哮喘发病机制十分复杂,一般认为Th2细胞应答增强为主的Th1/Th2失衡是哮喘发病的重要原因[14]。Th2细胞主要分泌IL-4,IL-13等细胞因子[15]。IL-4可以促进IgE合成,IL-13促进EOS,单核细胞的活化及募集,共同参与哮喘炎症反应[16]。TRPA1和TRPV1属于瞬时受体电位离子通道超家族[17]。TRPA1通道可被低温、有毒化学物质(如异硫氰酸烯丙酯)等激活,TRPV1通道可被热、疼痛、外来刺激物(如辣椒素)等激活,导致钙内流以及速激肽、降钙素基因相关肽的释放[18],感觉神经肽作用于呼吸道的一些效应细胞(如平滑肌、胆碱能神经节、黏液腺等),引起细胞旁的轴突反射、支气管收缩、蛋白渗出和炎性细胞趋化[19]。如SP水平升高可引起动物气道平滑肌收缩,导致微血管渗漏或出现炎性浸润反应[20]。PGD2可促使EOS募集,引起气道黏液分泌、支气管收缩和气体交换障碍,是哮喘气道炎症和气道高反应性的主要致病因子之一[21]。目前有报道TRPA1,TRPV1在咳嗽反射[22]和哮喘[23]气道炎症中发挥作用,TRPA1基因敲除小鼠哮喘模型中炎症因子减少和气道高反应性减轻[24]。课题组前期研究也证实了TRPA1,TRPV1通道在哮喘发病过程中发挥了重要的作用[9,13]。
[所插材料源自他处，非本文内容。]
//! Default cell comparator.

use std::cmp::Ordering;
use std::sync::LazyLock;

use regex::Regex;

use crate::{CellValue, SortDirection};

static ISO_8601_REGEX: LazyLock<Regex> = LazyLock::new(|| {
    Regex::new(r"^\d{4}-\d{2}-\d{2}(?:[T ]\d{2}:\d{2}(?::\d{2}(?:\.\d+)?)?(?:Z|[+-]\d{2}:?\d{2})?)?$")
        .unwrap()
});

/// Whether `text` looks like an ISO-8601 date or timestamp.
pub fn is_iso_date(text: &str) -> bool {
    ISO_8601_REGEX.is_match(text)
}

/// Compare two cells for one sort key.
///
/// `Null` sorts last in both directions, everything else is ordered by [`compare_cells`] and
/// reversed for [`SortDirection::Desc`].
pub fn compare(a: &CellValue, b: &CellValue, direction: SortDirection) -> Ordering {
    match (a.is_null(), b.is_null()) {
        (true, true) => Ordering::Equal,
        (true, false) => Ordering::Greater,
        (false, true) => Ordering::Less,
        (false, false) => {
            let ordering = compare_cells(a, b);
            match direction {
                SortDirection::Asc => ordering,
                SortDirection::Desc => ordering.reverse(),
            }
        }
    }
}

/// Ascending natural order of two cells.
///
/// Numbers compare numerically, ISO-8601 strings lexically (which is chronological for
/// timestamps with the same offset), other strings case-insensitively with a case-sensitive
/// tiebreak. Mixed kinds order as numbers, booleans, text, lists.
pub fn compare_cells(a: &CellValue, b: &CellValue) -> Ordering {
    match (a, b) {
        (CellValue::Number(a), CellValue::Number(b)) => a.total_cmp(b),
        (CellValue::Bool(a), CellValue::Bool(b)) => a.cmp(b),
        (CellValue::Text(a), CellValue::Text(b)) => compare_text(a, b),
        (CellValue::List(a), CellValue::List(b)) => compare_text(&a.join(", "), &b.join(", ")),
        (a, b) => rank(a).cmp(&rank(b)),
    }
}

fn compare_text(a: &str, b: &str) -> Ordering {
    if is_iso_date(a) && is_iso_date(b) {
        return a.cmp(b);
    }
    a.to_lowercase()
        .cmp(&b.to_lowercase())
        .then_with(|| a.cmp(b))
}

fn rank(value: &CellValue) -> u8 {
    match value {
        CellValue::Number(_) => 0,
        CellValue::Bool(_) => 1,
        CellValue::Text(_) => 2,
        CellValue::List(_) => 3,
        CellValue::Null => 4,
    }
}

#[cfg(test)]
mod tests {
    use super::*;

    #[test]
    fn iso_dates() {
        assert!(is_iso_date("2024-02-01"));
        assert!(is_iso_date("2024-02-01T10:00:00Z"));
        assert!(is_iso_date("2024-02-01 10:00:00.123+07:00"));
        assert!(!is_iso_date("01.02.2024"));
        assert!(!is_iso_date("2024-2-1"));

        assert_eq!(
            compare_cells(&"2023-12-31T23:59:59Z".into(), &"2024-01-01T00:00:00Z".into()),
            Ordering::Less
        );
    }

    #[test]
    fn numbers_are_numeric() {
        assert_eq!(compare_cells(&9.into(), &10.into()), Ordering::Less);
        assert_eq!(compare_cells(&"9".into(), &"10".into()), Ordering::Greater);
    }

    #[test]
    fn text_is_case_insensitive() {
        assert_eq!(compare_cells(&"apple".into(), &"Banana".into()), Ordering::Less);
        assert_eq!(compare_cells(&"Apple".into(), &"apple".into()), Ordering::Less);
        assert_eq!(compare_cells(&"x".into(), &"x".into()), Ordering::Equal);
    }

    #[test]
    fn nulls_last_in_both_directions() {
        let null = CellValue::Null;
        let one = CellValue::from(1);
        assert_eq!(compare(&null, &one, SortDirection::Asc), Ordering::Greater);
        assert_eq!(compare(&null, &one, SortDirection::Desc), Ordering::Greater);
        assert_eq!(compare(&one, &2.into(), SortDirection::Desc), Ordering::Greater);
    }
}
本次实验结果证实厚朴麻黄汤可以降低哮喘模型小鼠气道反应性、减轻肺组织的病理损伤、减少炎症细胞浸润,降低BALF中Th2相关的IL-4,IL-13细胞因子水平,同时调控肺组织中TRPA1,TRPV1 mRNA和蛋白表达,以及神经因子PGD2,SP水平,以临床等效量中剂量组改善最为显著。提示厚朴麻黄汤干预哮喘的效应机制除降低Th2相关的细胞因子水平外,还涉及了调控TRPA1,TRPV1 mRNA和蛋白表达及降低相关神经因子水平,显示出该方复杂的功效机制特点,值得进一步深入研究。